The rot that sits festering in the heart of humanity is complex. I don’t think it can be summed up in a single word like pride, lust, or gluttony. To start discussing it, however, I would start with an aspect of humanity that magnifies its effects: no one ever knows that they’re wrong.
Have you ever thought about that? It’s true; no one ever knows that they’re wrong. If Alan holds opinion A, he does so because he believes that he is right in holding opinion A. The process of changing his opinion begins with being convinced of the truth of a different opinion, opinion B. It is only in light of opinion B that Alan realizes that opinion A is incorrect. In other words, he has already switched camps before he has the conscious recognition that opinion A was wrong. At no point in this changing of opinions does Alan ever hold an opinion that he believes to be wrong; by the time he realizes that opinion A is incorrect, he is already a believer in opinion B. This is important because it means that no one ever realizes that they are wrong, they can only ever realize that they were wrong.
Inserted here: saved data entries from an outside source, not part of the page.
//! Error types for the VNC protocol stack.

use thiserror::Error;

/// Top-level VNC error.
///
/// The first four variants are the protocol taxonomy; none of them
/// triggers an internal retry — reconnect policy belongs to the caller.
#[derive(Debug, Clone, Error, PartialEq, Eq)]
pub enum VncError {
    /// RFB protocol violation: bad banner, refused handshake, corrupt framing.
    #[error("protocol error: {0}")]
    Protocol(String),
    /// The server rejected our credentials, or offered no usable security type.
    #[error("authentication error: {0}")]
    Auth(String),
    /// Network-level failure: timeout, reset, or closed socket.
    #[error("transport error: {0}")]
    Transport(String),
    /// The server sent a framebuffer update we cannot decode.
    #[error("decode error: {0}")]
    Decode(String),
    /// Service-level lookup failure.
    #[error("session '{0}' not found")]
    SessionNotFound(String),
    /// A live session to the same endpoint already exists.
    #[error("already connected to {0}")]
    AlreadyConnected(String),
}

impl VncError {
    pub fn protocol(msg: impl Into<String>) -> Self {
        Self::Protocol(msg.into())
    }

    pub fn auth(msg: impl Into<String>) -> Self {
        Self::Auth(msg.into())
    }

    pub fn transport(msg: impl Into<String>) -> Self {
        Self::Transport(msg.into())
    }

    pub fn decode(msg: impl Into<String>) -> Self {
        Self::Decode(msg.into())
    }

    /// Decode errors are recoverable per update cycle; everything else
    /// tears the session down.
    pub fn is_fatal(&self) -> bool {
        !matches!(self, Self::Decode(_))
    }
}

impl From<std::io::Error> for VncError {
    fn from(e: std::io::Error) -> Self {
        Self::Transport(e.to_string())
    }
}

impl From<VncError> for String {
    fn from(e: VncError) -> Self {
        e.to_string()
    }
}
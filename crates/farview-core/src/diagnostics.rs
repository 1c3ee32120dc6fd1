//! Shared connection diagnostics infrastructure.
//!
//! Reusable probe steps for protocol crates: DNS resolution, TCP connect,
//! and service-banner reads.  A protocol crate strings the probes it cares
//! about into a [`DiagnosticReport`] via [`finish_report`].

use serde::{Deserialize, Serialize};
use std::net::{SocketAddr, TcpStream, ToSocketAddrs};
use std::time::{Duration, Instant};

// ─── Shared types ───────────────────────────────────────────────────────────

/// Result of a single diagnostic probe step.
#[derive(Debug, Clone, Serialize, Deserialize)]
#[serde(rename_all = "camelCase")]
pub struct DiagnosticStep {
    pub name: String,
    /// `"pass"` | `"fail"` | `"warn"` | `"info"`
    pub status: String,
    pub message: String,
    pub duration_ms: u64,
    pub detail: Option<String>,
}

impl DiagnosticStep {
    pub fn pass(name: &str, message: impl Into<String>, started: Instant) -> Self {
        Self::with_status(name, "pass", message, started)
    }

    pub fn fail(name: &str, message: impl Into<String>, started: Instant) -> Self {
        Self::with_status(name, "fail", message, started)
    }

    fn with_status(name: &str, status: &str, message: impl Into<String>, started: Instant) -> Self {
        Self {
            name: name.into(),
            status: status.into(),
            message: message.into(),
            duration_ms: started.elapsed().as_millis() as u64,
            detail: None,
        }
    }

    pub fn with_detail(mut self, detail: impl Into<String>) -> Self {
        self.detail = Some(detail.into());
        self
    }
}

/// Full diagnostic report handed back to the caller.
#[derive(Debug, Clone, Serialize, Deserialize)]
#[serde(rename_all = "camelCase")]
pub struct DiagnosticReport {
    pub host: String,
    pub port: u16,
    pub protocol: String,
    pub resolved_ip: Option<String>,
    pub steps: Vec<DiagnosticStep>,
    pub summary: String,
    /// Wall-clock milliseconds for the entire diagnostic run.
    pub total_duration_ms: u64,
}

// ─── Probe helpers ──────────────────────────────────────────────────────────

/// Resolve `host:port` and return the first address.
/// Pushes a [`DiagnosticStep`]; returns `None` on failure.
pub fn probe_dns(host: &str, port: u16, steps: &mut Vec<DiagnosticStep>) -> Option<SocketAddr> {
    let t = Instant::now();
    match format!("{host}:{port}").to_socket_addrs() {
        Ok(mut addrs) => match addrs.next() {
            Some(addr) => {
                steps.push(DiagnosticStep::pass(
                    "DNS Resolution",
                    format!("{host} resolved to {}", addr.ip()),
                    t,
                ));
                Some(addr)
            }
            None => {
                steps.push(
                    DiagnosticStep::fail(
                        "DNS Resolution",
                        format!("DNS returned no addresses for {host}"),
                        t,
                    )
                    .with_detail("Verify the hostname and the local DNS configuration"),
                );
                None
            }
        },
        Err(e) => {
            steps.push(
                DiagnosticStep::fail("DNS Resolution", format!("DNS lookup failed: {e}"), t)
                    .with_detail("Check hostname spelling, DNS server, and network connectivity"),
            );
            None
        }
    }
}

/// Attempt a TCP connect with timeout.  Pushes a [`DiagnosticStep`].
/// Returns the connected `TcpStream` on success.
pub fn probe_tcp(
    addr: SocketAddr,
    timeout: Duration,
    steps: &mut Vec<DiagnosticStep>,
) -> Option<TcpStream> {
    let t = Instant::now();
    match TcpStream::connect_timeout(&addr, timeout) {
        Ok(stream) => {
            let _ = stream.set_nodelay(true);
            steps.push(DiagnosticStep::pass(
                "TCP Connect",
                format!("connected to {addr} in {}ms", t.elapsed().as_millis()),
                t,
            ));
            Some(stream)
        }
        Err(e) => {
            let hint = match e.kind() {
                std::io::ErrorKind::TimedOut => {
                    "Connection timed out — the port may be firewalled or the host unreachable"
                }
                std::io::ErrorKind::ConnectionRefused => {
                    "Connection refused — the service may not be running or listens on another port"
                }
                _ => "Check firewall rules and that the service is running",
            };
            steps.push(
                DiagnosticStep::fail("TCP Connect", format!("TCP connect failed: {e}"), t)
                    .with_detail(hint),
            );
            None
        }
    }
}

/// Read the service banner (first bytes the server sends after connect).
/// Waits up to `timeout` for data.  Pushes a [`DiagnosticStep`].
pub fn probe_banner(
    stream: &TcpStream,
    timeout: Duration,
    step_name: &str,
    steps: &mut Vec<DiagnosticStep>,
) -> Option<Vec<u8>> {
    let _ = stream.set_read_timeout(Some(timeout));
    let t = Instant::now();
    let mut buf = [0u8; 256];
    match std::io::Read::read(&mut &*stream, &mut buf) {
        Ok(0) => {
            steps.push(DiagnosticStep {
                name: step_name.into(),
                status: "warn".into(),
                message: "server closed the connection without sending a banner".into(),
                duration_ms: t.elapsed().as_millis() as u64,
                detail: None,
            });
            None
        }
        Ok(n) => {
            let printable = String::from_utf8_lossy(&buf[..n]).trim().to_string();
            steps.push(DiagnosticStep::pass(
                step_name,
                format!("banner: {printable}"),
                t,
            ));
            Some(buf[..n].to_vec())
        }
        Err(e)
            if e.kind() == std::io::ErrorKind::WouldBlock
                || e.kind() == std::io::ErrorKind::TimedOut =>
        {
            steps.push(DiagnosticStep {
                name: step_name.into(),
                status: "info".into(),
                message: "no banner within the timeout (server may wait for the client to speak)"
                    .into(),
                duration_ms: t.elapsed().as_millis() as u64,
                detail: None,
            });
            None
        }
        Err(e) => {
            steps.push(DiagnosticStep::fail(
                step_name,
                format!("banner read error: {e}"),
                t,
            ));
            None
        }
    }
}

/// Build the final report from accumulated steps.
pub fn finish_report(
    host: &str,
    port: u16,
    protocol: &str,
    resolved_ip: Option<String>,
    steps: Vec<DiagnosticStep>,
    start: Instant,
) -> DiagnosticReport {
    let all_ok = steps.iter().all(|s| s.status == "pass" || s.status == "info");
    let first_fail = steps.iter().find(|s| s.status == "fail");

    let summary = if all_ok {
        "All diagnostic probes passed — the service is reachable.".into()
    } else if let Some(fail) = first_fail {
        format!("Diagnostics stopped at: {} — {}", fail.name, fail.message)
    } else {
        "Connection partially succeeded but warnings were reported.".into()
    };

    DiagnosticReport {
        host: host.to_string(),
        port,
        protocol: protocol.to_string(),
        resolved_ip,
        steps,
        summary,
        total_duration_ms: start.elapsed().as_millis() as u64,
    }
}
//! VNC service — multi-session manager.
//!
//! `VncService` maintains a collection of sessions keyed by id and is
//! the surface consumed by presentation and service layers.

use std::collections::HashMap;
use std::sync::Arc;

use tokio::sync::{watch, Mutex};

use crate::vnc::errors::VncError;
use crate::vnc::framebuffer::Frame;
use crate::vnc::session::VncSessionHandle;
use crate::vnc::types::{SessionInfo, SessionState, VncConfig};

/// Thread-safe wrapper for shared service state.
pub type VncServiceState = Arc<Mutex<VncService>>;

/// Multi-session VNC service.
#[derive(Default)]
pub struct VncService {
    sessions: HashMap<String, VncSessionHandle>,
}

impl VncService {
    /// Create a new (empty) service.
    pub fn new() -> Self {
        Self::default()
    }

    /// Create a service wrapped in `Arc<Mutex<_>>` for shared ownership.
    pub fn new_state() -> VncServiceState {
        Arc::new(Mutex::new(Self::new()))
    }

    /// Connect a new session.  Returns the session id on success.
    ///
    /// A second live connection to the same host:port is rejected.
    pub async fn connect(&mut self, config: VncConfig) -> Result<String, VncError> {
        for session in self.sessions.values() {
            if session.config.host == config.host
                && session.config.port == config.port
                && session.state().is_active()
            {
                return Err(VncError::AlreadyConnected(format!(
                    "{}:{}",
                    config.host, config.port
                )));
            }
        }

        let id = uuid::Uuid::new_v4().to_string();
        let handle = VncSessionHandle::connect(id.clone(), config).await?;
        self.sessions.insert(id.clone(), handle);
        Ok(id)
    }

    fn session(&self, session_id: &str) -> Result<&VncSessionHandle, VncError> {
        self.sessions
            .get(session_id)
            .ok_or_else(|| VncError::SessionNotFound(session_id.into()))
    }

    /// Disconnect a session, keeping it in the registry for inspection.
    pub async fn disconnect(&self, session_id: &str) -> Result<(), VncError> {
        self.session(session_id)?.disconnect().await;
        Ok(())
    }

    /// Remove a session from the registry.
    pub fn remove_session(&mut self, session_id: &str) -> bool {
        self.sessions.remove(session_id).is_some()
    }

    /// Disconnect and remove a session.
    pub async fn disconnect_and_remove(&mut self, session_id: &str) {
        if let Ok(session) = self.session(session_id) {
            session.disconnect().await;
        }
        self.remove_session(session_id);
    }

    /// Disconnect every session and clear the registry.  Returns the ids
    /// that were present.
    pub async fn disconnect_all(&mut self) -> Vec<String> {
        let mut ids = Vec::with_capacity(self.sessions.len());
        for (id, session) in &self.sessions {
            session.disconnect().await;
            ids.push(id.clone());
        }
        self.sessions.clear();
        ids
    }

    /// Relay a key event to a session.
    pub async fn send_key(&self, session_id: &str, keysym: u32, down: bool) -> Result<(), VncError> {
        self.session(session_id)?.send_key(keysym, down).await
    }

    /// Relay a pointer event to a session.
    pub async fn send_pointer(
        &self,
        session_id: &str,
        x: u16,
        y: u16,
        button_mask: u8,
    ) -> Result<(), VncError> {
        self.session(session_id)?.send_pointer(x, y, button_mask).await
    }

    /// The most recently published frame of a session.
    pub fn latest_frame(&self, session_id: &str) -> Result<Option<Frame>, VncError> {
        Ok(self.session(session_id)?.latest_frame())
    }

    /// Subscribe to a session's published frames.
    pub fn watch_frames(
        &self,
        session_id: &str,
    ) -> Result<watch::Receiver<Option<Frame>>, VncError> {
        Ok(self.session(session_id)?.watch_frames())
    }

    /// Current state of a session.
    pub fn session_state(&self, session_id: &str) -> Result<SessionState, VncError> {
        Ok(self.session(session_id)?.state())
    }

    /// Subscribe to a session's state changes.
    pub fn watch_state(
        &self,
        session_id: &str,
    ) -> Result<watch::Receiver<SessionState>, VncError> {
        Ok(self.session(session_id)?.watch_state())
    }

    /// The most recent error a session recorded.
    pub fn last_error(&self, session_id: &str) -> Result<Option<VncError>, VncError> {
        Ok(self.session(session_id)?.last_error())
    }

    /// Metadata for one session.
    pub fn get_session_info(&self, session_id: &str) -> Result<SessionInfo, VncError> {
        Ok(self.session(session_id)?.info())
    }

    /// Ids of all registered sessions.
    pub fn list_sessions(&self) -> Vec<String> {
        self.sessions.keys().cloned().collect()
    }

    /// Metadata for all registered sessions.
    pub fn list_session_info(&self) -> Vec<SessionInfo> {
        self.sessions.values().map(VncSessionHandle::info).collect()
    }

    pub fn session_count(&self) -> usize {
        self.sessions.len()
    }

    /// Drop sessions that reached a terminal state.  Returns the removed
    /// ids.
    pub fn prune_disconnected(&mut self) -> Vec<String> {
        let dead: Vec<String> = self
            .sessions
            .iter()
            .filter(|(_, s)| s.state().is_terminal())
            .map(|(id, _)| id.clone())
            .collect();
        for id in &dead {
            self.sessions.remove(id);
        }
        dead
    }
}
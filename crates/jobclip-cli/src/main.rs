//! CLI application that saves job postings from the clipboard.

mod clipboard;
mod commands;
mod env;

use std::path::PathBuf;

use clap::Parser;
use tracing::Level;
use tracing_subscriber::FmtSubscriber;

use commands::{config, save};

/// Save the job posting on your clipboard to a named, timestamped file
#[derive(Parser)]
#[command(name = "jobclip")]
#[command(author, version, about, long_about = None)]
struct Cli {
    /// Enable verbose output
    #[arg(short, long, action = clap::ArgAction::Count)]
    verbose: u8,

    /// Load settings from this env file instead of searching for .env
    #[arg(long, value_name = "PATH")]
    env_file: Option<PathBuf>,

    /// Read the posting from a file instead of the clipboard
    #[arg(short, long, value_name = "FILE")]
    input: Option<PathBuf>,

    /// Print the resolved configuration and exit
    #[arg(long)]
    show_config: bool,
}

fn main() -> anyhow::Result<()> {
    let cli = Cli::parse();

    // Set up logging based on verbosity
    let level = match cli.verbose {
        0 => Level::WARN,
        1 => Level::INFO,
        2 => Level::DEBUG,
        _ => Level::TRACE,
    };

    // Prompts go to stdout, logs to stderr
    let subscriber = FmtSubscriber::builder()
        .with_max_level(level)
        .with_target(false)
        .with_writer(std::io::stderr)
        .finish();

    tracing::subscriber::set_global_default(subscriber)?;

    let env_file = env::load_env_file(cli.env_file.as_deref())?;

    if cli.show_config {
        return config::run(env_file.as_deref());
    }

    save::run(cli.input.as_deref())
}
//! Static keyword tables driving the heuristics.
//!
//! All entries are lowercase. Extend the tables rather than adding inline
//! branches to the rules.

/// Words that mark a line as a job title. Matched as whole words, plural accepted.
pub static BOOST_KEYWORDS: &[&str] = &[
    "engineer",
    "developer",
    "analyst",
    "manager",
    "designer",
    "scientist",
    "architect",
    "consultant",
    "specialist",
    "administrator",
    "director",
    "coordinator",
    "programmer",
    "technician",
    "intern",
    "officer",
    "associate",
    "lead",
    "head",
    "strategist",
    "researcher",
    "accountant",
    "recruiter",
    "representative",
    "assistant",
    "advisor",
    "executive",
    "owner",
    "sre",
    "devops",
];

/// Substrings marking UI chrome and metadata lines.
pub static NOISE_PHRASES: &[&str] = &[
    "logo",
    "view profile",
    "seniority level",
    "employment type",
    "see who you know",
    "job function",
    "easy apply",
    "apply now",
    "save job",
    "show more",
    "show less",
    "promoted",
    "applicants",
    "actively recruiting",
    "reposted",
    "clicked apply",
    "responses managed off",
    "matches your job preferences",
    "meet the hiring team",
    "message the job poster",
    "try premium",
    "how you match",
    "connections work here",
    "alumni work here",
];

/// Section headings that are never a company or title.
pub static SECTION_HEADERS: &[&str] = &[
    "about the job",
    "about the role",
    "about the company",
    "about us",
    "job description",
    "description",
    "overview",
    "summary",
    "job details",
    "responsibilities",
    "key responsibilities",
    "requirements",
    "qualifications",
    "preferred qualifications",
    "minimum qualifications",
    "benefits",
    "what you'll do",
    "what you will do",
    "what we offer",
    "who you are",
    "skills",
];

/// Connector words ignored when checking for title case.
pub static MINOR_WORDS: &[&str] = &[
    "a", "an", "and", "at", "for", "in", "of", "on", "or", "the", "to", "with", "&", "-", "/",
];

/// Legal-entity abbreviations that may end a company name with a period.
pub static LEGAL_SUFFIXES: &[&str] = &[
    "inc", "corp", "co", "ltd", "llc", "llp", "lp", "plc", "gmbh", "ag", "sa", "s.a", "nv", "n.v",
    "bv", "b.v", "pty", "pte", "s.r.l", "srl", "oy", "ab", "as", "kg",
];

/// Employment-type values that show up behind title labels but are never titles.
pub static EMPLOYMENT_TYPES: &[&str] = &[
    "full-time",
    "full time",
    "part-time",
    "part time",
    "contract",
    "contractor",
    "temporary",
    "permanent",
    "internship",
    "freelance",
    "volunteer",
    "seasonal",
];
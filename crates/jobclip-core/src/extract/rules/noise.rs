//! Noise and section-header detection.

use super::patterns::{APPLICANT_COUNT, EMAIL, TIME_AGO, URL};
use super::tables::{NOISE_PHRASES, SECTION_HEADERS};

/// True when the line is UI chrome or posting metadata.
///
/// Matches any [`NOISE_PHRASES`] entry as a case-insensitive substring, plus
/// relative timestamps, applicant counts, URLs and email addresses.
pub fn is_noise(line: &str) -> bool {
    let lower = line.to_lowercase();
    NOISE_PHRASES.iter().any(|phrase| lower.contains(phrase))
        || TIME_AGO.is_match(line)
        || APPLICANT_COUNT.is_match(line)
        || URL.is_match(line)
        || EMAIL.is_match(line)
}

/// True when the line is a common section heading such as "About the job".
pub fn is_section_header(line: &str) -> bool {
    let normalized = line
        .trim()
        .trim_end_matches(':')
        .trim()
        .replace('\u{2019}', "'")
        .to_lowercase();
    SECTION_HEADERS.contains(&normalized.as_str())
}

/// Longest line, in words, that can still be UI chrome.
pub const MAX_CHROME_WORDS: usize = 8;

/// True when the line is short page chrome that can be dropped from the body.
///
/// Narrower than [`is_noise`]: URLs and email addresses are kept, and so is
/// longer prose that merely mentions a noise phrase.
pub fn is_chrome(line: &str) -> bool {
    if line.split_whitespace().count() > MAX_CHROME_WORDS {
        return false;
    }
    let lower = line.to_lowercase();
    NOISE_PHRASES.iter().any(|phrase| lower.contains(phrase))
        || TIME_AGO.is_match(line)
        || APPLICANT_COUNT.is_match(line)
}

/// Remove chrome lines from `text`, keeping every other line and its line ending.
pub fn strip_noise_lines(text: &str) -> String {
    text.split_inclusive('\n')
        .filter(|line| !is_chrome(line.trim()))
        .collect()
}
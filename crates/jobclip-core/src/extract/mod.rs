//! Job posting field extraction module.

mod parser;
pub mod rules;

pub use parser::{Extraction, HeuristicParser, PostingParser};
pub use rules::FieldMatch;

use crate::error::ExtractionError;

/// Result type for extraction operations.
pub type Result<T> = std::result::Result<T, ExtractionError>;

/// Trait for job posting field extractors.
pub trait PostingExtractor {
    /// Extract the title and company guesses from raw clipboard text.
    fn extract_from_text(&self, text: &str) -> Result<Extraction>;
}
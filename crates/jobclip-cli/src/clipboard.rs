//! Where the posting text comes from.

use std::fs;
use std::path::PathBuf;

use anyhow::Context;

/// A source of raw posting text.
pub trait TextSource {
    /// Read the whole text. An empty string means nothing was available.
    fn read_text(&self) -> anyhow::Result<String>;

    /// Short description for log lines.
    fn describe(&self) -> String;
}

/// The system clipboard, through arboard.
pub struct SystemClipboard;

impl TextSource for SystemClipboard {
    fn read_text(&self) -> anyhow::Result<String> {
        // arboard requires a new Clipboard instance for each operation
        let mut clipboard = arboard::Clipboard::new().context("Failed to access clipboard")?;
        match clipboard.get_text() {
            Ok(text) => Ok(text),
            Err(arboard::Error::ContentNotAvailable) => Ok(String::new()),
            Err(e) => Err(e).context("Failed to read text from clipboard"),
        }
    }

    fn describe(&self) -> String {
        "clipboard".to_string()
    }
}

/// A UTF-8 text file.
pub struct FileSource {
    path: PathBuf,
}

impl FileSource {
    pub fn new(path: impl Into<PathBuf>) -> Self {
        Self { path: path.into() }
    }
}

impl TextSource for FileSource {
    fn read_text(&self) -> anyhow::Result<String> {
        fs::read_to_string(&self.path)
            .with_context(|| format!("Failed to read {}", self.path.display()))
    }

    fn describe(&self) -> String {
        self.path.display().to_string()
    }
}
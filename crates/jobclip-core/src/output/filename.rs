//! Filesystem-safe output file names.

use crate::models::submission::{OutputRecord, UNKNOWN};

/// Longest company/title component kept in a file name, in characters.
pub const MAX_COMPONENT_CHARS: usize = 80;

/// Make `raw` safe to embed in a file name.
///
/// `/ \ | :` become `-`, `* ? " < >` and control characters
/// are dropped, whitespace collapses and leading/trailing dots are trimmed.
/// Returns `None` when nothing usable is left.
pub fn sanitize_component(raw: &str) -> Option<String> {
    let mut replaced = String::with_capacity(raw.len());
    for c in raw.chars() {
        match c {
            '/' | '\\' | '|' | ':' => replaced.push('-'),
            '*' | '?' | '"' | '<' | '>' => {}
            c if c.is_control() => replaced.push(' '),
            c => replaced.push(c),
        }
    }

    let collapsed = replaced.split_whitespace().collect::<Vec<_>>().join(" ");
    let truncated: String = collapsed.chars().take(MAX_COMPONENT_CHARS).collect();
    let cleaned = truncated.trim_matches(|c: char| c == '.' || c.is_whitespace());

    if cleaned.chars().any(char::is_alphanumeric) {
        Some(cleaned.to_string())
    } else {
        None
    }
}

/// Sanitized component, or [`UNKNOWN`] when nothing usable is left.
pub fn component_or_unknown(raw: &str) -> String {
    sanitize_component(raw).unwrap_or_else(|| UNKNOWN.to_string())
}

/// File name for `record`. Attempts after the first get a ` (n)` suffix.
pub fn file_name(record: &OutputRecord, attempt: u32) -> String {
    let base = format!(
        "{} - {} - {}",
        component_or_unknown(record.company()),
        component_or_unknown(record.title()),
        record.timestamp()
    );
    let ext = record.format().extension();

    if attempt <= 1 {
        format!("{base}.{ext}")
    } else {
        format!("{base} ({attempt}).{ext}")
    }
}
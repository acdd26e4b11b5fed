//! Env-file discovery and loading.

use std::path::{Path, PathBuf};

use anyhow::Context;
use tracing::debug;

/// Per-user env file: `<config dir>/jobclip/.env`.
pub fn default_env_path() -> PathBuf {
    dirs::config_dir()
        .unwrap_or_else(|| PathBuf::from("."))
        .join("jobclip")
        .join(".env")
}

/// Load settings into the process environment.
///
/// Uses `explicit` when given, otherwise the first `.env` found from the
/// current directory upwards, otherwise [`default_env_path`]. Variables
/// already set in the environment win. Returns the file that was loaded.
pub fn load_env_file(explicit: Option<&Path>) -> anyhow::Result<Option<PathBuf>> {
    if let Some(path) = explicit {
        dotenvy::from_path(path)
            .with_context(|| format!("Failed to load env file {}", path.display()))?;
        debug!("Loaded settings from {}", path.display());
        return Ok(Some(path.to_path_buf()));
    }

    match dotenvy::dotenv() {
        Ok(path) => {
            debug!("Loaded settings from {}", path.display());
            return Ok(Some(path));
        }
        Err(e) if e.not_found() => {}
        Err(e) => return Err(e).context("Failed to load .env"),
    }

    let fallback = default_env_path();
    if fallback.is_file() {
        dotenvy::from_path(&fallback)
            .with_context(|| format!("Failed to load env file {}", fallback.display()))?;
        debug!("Loaded settings from {}", fallback.display());
        return Ok(Some(fallback));
    }

    debug!("No env file found, using the process environment only");
    Ok(None)
}
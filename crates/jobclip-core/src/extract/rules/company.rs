//! Company name detection next to the title line.

use super::patterns::{BOOST_KEYWORD, LOCATION, LOCATION_SUFFIX};
use super::{is_candidate_line, word_count, FieldExtractor, FieldMatch};

/// Confidence for the line right after the title.
pub const AFTER_TITLE_CONFIDENCE: f32 = 0.8;
/// Confidence for the line right before the title.
pub const BEFORE_TITLE_CONFIDENCE: f32 = 0.6;

/// Company name extractor anchored on the title line.
pub struct CompanyExtractor {
    anchor: Option<usize>,
    max_words: usize,
    max_chars: usize,
}

impl CompanyExtractor {
    /// Create a company extractor with no anchor. It finds nothing until anchored.
    pub fn new() -> Self {
        Self {
            anchor: None,
            max_words: 6,
            max_chars: 60,
        }
    }

    /// Look for the company around the given title line.
    pub fn anchored_at(mut self, title_line: Option<usize>) -> Self {
        self.anchor = title_line;
        self
    }

    /// Organisation name carried by `line`, if it looks like one.
    pub fn organization_name(&self, line: &str) -> Option<String> {
        if !is_candidate_line(line) || BOOST_KEYWORD.is_match(line) {
            return None;
        }

        let name = clean_company(line);
        if name.is_empty()
            || !name.chars().any(char::is_alphabetic)
            || LOCATION.is_match(&name)
            || name.chars().count() > self.max_chars
            || word_count(&name) > self.max_words
        {
            return None;
        }

        Some(name)
    }
}

impl Default for CompanyExtractor {
    fn default() -> Self {
        Self::new()
    }
}

impl FieldExtractor for CompanyExtractor {
    fn extract_all(&self, lines: &[&str]) -> Vec<FieldMatch> {
        let Some(anchor) = self.anchor else {
            return Vec::new();
        };

        let neighbours = [
            (anchor.checked_add(1), AFTER_TITLE_CONFIDENCE),
            (anchor.checked_sub(1), BEFORE_TITLE_CONFIDENCE),
        ];

        let mut matches: Vec<FieldMatch> = neighbours
            .into_iter()
            .filter_map(|(index, confidence)| {
                let index = index?;
                let line = lines.get(index)?;
                self.organization_name(line)
                    .map(|name| FieldMatch::new(name, confidence, *line).with_line(index))
            })
            .collect();

        matches.sort_by_key(|m| m.line);
        matches
    }
}

/// Drop a trailing " · location" suffix and surrounding whitespace.
pub fn clean_company(line: &str) -> String {
    LOCATION_SUFFIX.replace(line.trim(), "").trim().to_string()
}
Of course, once I realize that I will always believe that all of my opinions are correct, I must also realize that some of my opinions are undoubtedly incorrect. But if I hold some incorrect opinions but believe that all my opinions are correct, then how am I to know which opinions are correct and which are incorrect? I can’t. So not only do I not know everything, but even knowing that I don’t know everything, I have no way of knowing what I don’t know. If I never realize that I’m wrong, then how am I to know where I am wrong? This basic human finitude is not evil, but it makes humanity dangerous. We all, undoubtedly, hold some incorrect beliefs, but there is no way of knowing which beliefs are incorrect; and this sets us up for doing the wrong thing at the wrong time with unfortunate consequences.
Now, although we are prone to doing the wrong thing at the wrong time because of incorrect assumptions and opinions, the flip side can be just as bad. We will never know all we need to know to be confident in the decisions we make, but if we wait too long and fail to act when action is needed, then this can produce consequences that are just as bad.  Imagine that you’re driving down the interstate and you see a bad accident as it occurs. There’s a car that hits the median, flips several times and finally comes to rest upside-down. You stop as quickly as you can, get out and run up to the driver’s side window and see the driver, unconscious and hanging by his seat belt. You also see that there is smoke coming out of the engine and realize that something is on fire. There is gas leaking onto the asphalt and you don’t have access to a cell phone. Do you act, or do you wait for more qualified responders to come? If you act, there is a good chance that you will do the wrong thing; for instance, if the driver’s neck is broken, then moving the neck at all can cause paralysis or death. There is also a chance that if you do nothing and wait for the police that the gas could catch fire and burn the driver alive. What do you do?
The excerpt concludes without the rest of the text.